▸ **Aim of the task**: Give the records once more, exactly as they stand.

▸ **Saved data entries**:
use serde::{Deserialize, Serialize};

use crate::fate::PersistedFate;

#[derive(Debug, Serialize, Deserialize, Clone, Copy, PartialEq, Eq)]
pub enum PaymentReason {
    /// The wheel landed on a payment sector.
    WheelSanction,
    /// The quiz was solved but earlier misses left a penalty.
    PenaltyUnlock,
    GaveUp,
    /// Picked up from persisted fate after a reload.
    Resumed,
}

impl PaymentReason {
    pub fn message(&self) -> &'static str {
        match self {
            Self::WheelSanction => "Direct capital sanction",
            Self::PenaltyUnlock => "Correct! But the accumulated penalty must be paid",
            Self::GaveUp => "Gave up on the quiz",
            Self::Resumed => "Outstanding payment",
        }
    }
}

#[derive(Debug, Serialize, Deserialize, Clone, Copy, PartialEq, Eq)]
pub struct PaymentRequest {
    amount: u32,
    reason: PaymentReason,
}

impl PaymentRequest {
    /// Returns `None` for a zero amount; nothing is owed then.
    pub fn new(amount: u32, reason: PaymentReason) -> Option<Self> {
        (amount > 0).then_some(Self { amount, reason })
    }

    pub fn amount(&self) -> u32 {
        self.amount
    }

    pub fn reason(&self) -> PaymentReason {
        self.reason
    }

    pub fn fate(&self) -> PersistedFate {
        PersistedFate::payment(self.amount)
    }
}

#[derive(Debug, Clone, Copy, PartialEq, Eq)]
pub enum PaymentPhase {
    Idle,
    AwaitingConfirmation,
    Confirmed,
}

#[derive(Debug, Clone, PartialEq)]
pub struct PaymentFlow {
    request: Option<PaymentRequest>,
    phase: PaymentPhase,
}

impl Default for PaymentFlow {
    fn default() -> Self {
        Self::new()
    }
}

impl PaymentFlow {
    pub fn new() -> Self {
        Self {
            request: None,
            phase: PaymentPhase::Idle,
        }
    }

    pub fn request(&self) -> Option<&PaymentRequest> {
        self.request.as_ref()
    }

    pub fn phase(&self) -> PaymentPhase {
        self.phase
    }

    pub fn set_request(&mut self, request: PaymentRequest) {
        self.request = Some(request);
    }

    pub fn await_confirmation(&mut self) {
        if self.phase != PaymentPhase::Confirmed {
            self.phase = PaymentPhase::AwaitingConfirmation;
        }
    }

    /// Returns true only for the first confirmation.
    pub fn confirm(&mut self) -> bool {
        if self.phase == PaymentPhase::Confirmed {
            return false;
        }
        self.phase = PaymentPhase::Confirmed;
        true
    }
}
// Entry parameters
pub const DEVICE_PARAM: &str = "mac";
pub const DESTINATION_PARAM: &str = "original_url";
pub const UNKNOWN_DEVICE_ID: &str = "00:00:00:00:00:00";
pub const UNKNOWN_DEVICE_LABEL: &str = "Unknown Device";
pub const DEFAULT_DESTINATION: &str = "http://www.google.com";

// Persisted fate keys
pub const FATE_PATH_KEY: &str = "user_fate";
pub const FATE_AMOUNT_KEY: &str = "payment_amount";

// Remote authority endpoints, relative to the API base
pub const AUTH_STATUS_ENDPOINT: &str = "/api/auth/status";
pub const QUIZ_ENDPOINT: &str = "/api/quiz";
pub const QUIZ_ANSWER_ENDPOINT: &str = "/api/quiz/answer";
pub const QUIZ_GIVE_UP_ENDPOINT: &str = "/api/quiz/giveup";
pub const PAYMENT_CHECK_ENDPOINT: &str = "/api/payment/check";
pub const PORTAL_CONFIG_ENDPOINT: &str = "/api/portal/config";

// External payment channel; the owed amount is appended
pub const PAYMENT_CHANNEL_URL: &str = "https://t.me/KDA_V2_bot?start=pay_";

// Polling and pacing, in milliseconds
pub const AUTH_POLL_INTERVAL_MS: u32 = 3000;
pub const PAYMENT_POLL_INTERVAL_MS: u32 = 3000;
pub const SPIN_DURATION_MS: u32 = 4000;
pub const SPIN_REVEAL_MS: u32 = 1500;
pub const QUIZ_REVEAL_MS: u32 = 2000;
pub const SUCCESS_REDIRECT_MS: u32 = 2000;

// Wheel geometry
pub const WHEEL_SECTORS: u32 = 6;
pub const SECTOR_DEGREES: u32 = 360 / WHEEL_SECTORS;
pub const BASE_SPIN_DEGREES: u64 = 1800;

// Amounts
pub const WHEEL_PAYMENT_AMOUNT: u32 = 100;
pub const GIVE_UP_SURCHARGE: u32 = 100;

// Placeholder question served when the quiz service is unreachable
pub const PLACEHOLDER_QUESTION_ID: &str = "error";
pub const PLACEHOLDER_QUESTION: &str = "The system is busy, please reload the page.";
pub const PLACEHOLDER_OPTIONS: [&str; 4] = ["A", "B", "C", "D"];

pub const SUBMIT_FAILED_ALERT: &str = "Submission failed";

▸ **Your solution**:
use serde::{Deserialize, Serialize};

use crate::fate::PersistedFate;

#[derive(Debug, Serialize, Deserialize, Clone, Copy, PartialEq, Eq)]
pub enum PaymentReason {
    /// The wheel landed on a payment sector.
    WheelSanction,
    /// The quiz was solved but earlier misses left a penalty.
    PenaltyUnlock,
    GaveUp,
    /// Picked up from persisted fate after a reload.
    Resumed,
}

impl PaymentReason {
    pub fn message(&self) -> &'static str {
        match self {
            Self::WheelSanction => "Direct capital sanction",
            Self::PenaltyUnlock => "Correct! But the accumulated penalty must be paid",
            Self::GaveUp => "Gave up on the quiz",
            Self::Resumed => "Outstanding payment",
        }
    }
}

#[derive(Debug, Serialize, Deserialize, Clone, Copy, PartialEq, Eq)]
pub struct PaymentRequest {
    amount: u32,
    reason: PaymentReason,
}

impl PaymentRequest {
    /// Returns `None` for a zero amount; nothing is owed then.
    pub fn new(amount: u32, reason: PaymentReason) -> Option<Self> {
        (amount > 0).then_some(Self { amount, reason })
    }

    pub fn amount(&self) -> u32 {
        self.amount
    }

    pub fn reason(&self) -> PaymentReason {
        self.reason
    }

    pub fn fate(&self) -> PersistedFate {
        PersistedFate::payment(self.amount)
    }
}

#[derive(Debug, Clone, Copy, PartialEq, Eq)]
pub enum PaymentPhase {
    Idle,
    AwaitingConfirmation,
    Confirmed,
}

#[derive(Debug, Clone, PartialEq)]
pub struct PaymentFlow {
    request: Option<PaymentRequest>,
    phase: PaymentPhase,
}

impl Default for PaymentFlow {
    fn default() -> Self {
        Self::new()
    }
}

impl PaymentFlow {
    pub fn new() -> Self {
        Self {
            request: None,
            phase: PaymentPhase::Idle,
        }
    }

    pub fn request(&self) -> Option<&PaymentRequest> {
        self.request.as_ref()
    }

    pub fn phase(&self) -> PaymentPhase {
        self.phase
    }

    pub fn set_request(&mut self, request: PaymentRequest) {
        self.request = Some(request);
    }

    pub fn await_confirmation(&mut self) {
        if self.phase != PaymentPhase::Confirmed {
            self.phase = PaymentPhase::AwaitingConfirmation;
        }
    }

    /// Returns true only for the first confirmation.
    pub fn confirm(&mut self) -> bool {
        if self.phase == PaymentPhase::Confirmed {
            return false;
        }
        self.phase = PaymentPhase::Confirmed;
        true
    }
}
// Entry parameters
pub const DEVICE_PARAM: &str = "mac";
pub const DESTINATION_PARAM: &str = "original_url";
pub const UNKNOWN_DEVICE_ID: &str = "00:00:00:00:00:00";
pub const UNKNOWN_DEVICE_LABEL: &str = "Unknown Device";
pub const DEFAULT_DESTINATION: &str = "http://www.google.com";

// Persisted fate keys
pub const FATE_PATH_KEY: &str = "user_fate";
pub const FATE_AMOUNT_KEY: &str = "payment_amount";

// Remote authority endpoints, relative to the API base
pub const AUTH_STATUS_ENDPOINT: &str = "/api/auth/status";
pub const QUIZ_ENDPOINT: &str = "/api/quiz";
pub const QUIZ_ANSWER_ENDPOINT: &str = "/api/quiz/answer";
pub const QUIZ_GIVE_UP_ENDPOINT: &str = "/api/quiz/giveup";
pub const PAYMENT_CHECK_ENDPOINT: &str = "/api/payment/check";
pub const PORTAL_CONFIG_ENDPOINT: &str = "/api/portal/config";

// External payment channel; the owed amount is appended
pub const PAYMENT_CHANNEL_URL: &str = "https://t.me/KDA_V2_bot?start=pay_";

// Polling and pacing, in milliseconds
pub const AUTH_POLL_INTERVAL_MS: u32 = 3000;
pub const PAYMENT_POLL_INTERVAL_MS: u32 = 3000;
pub const SPIN_DURATION_MS: u32 = 4000;
pub const SPIN_REVEAL_MS: u32 = 1500;
pub const QUIZ_REVEAL_MS: u32 = 2000;
pub const SUCCESS_REDIRECT_MS: u32 = 2000;

// Wheel geometry
pub const WHEEL_SECTORS: u32 = 6;
pub const SECTOR_DEGREES: u32 = 360 / WHEEL_SECTORS;
pub const BASE_SPIN_DEGREES: u64 = 1800;

// Amounts
pub const WHEEL_PAYMENT_AMOUNT: u32 = 100;
pub const GIVE_UP_SURCHARGE: u32 = 100;

// Placeholder question served when the quiz service is unreachable
pub const PLACEHOLDER_QUESTION_ID: &str = "error";
pub const PLACEHOLDER_QUESTION: &str = "The system is busy, please reload the page.";
pub const PLACEHOLDER_OPTIONS: [&str; 4] = ["A", "B", "C", "D"];

pub const SUBMIT_FAILED_ALERT: &str = "Submission failed";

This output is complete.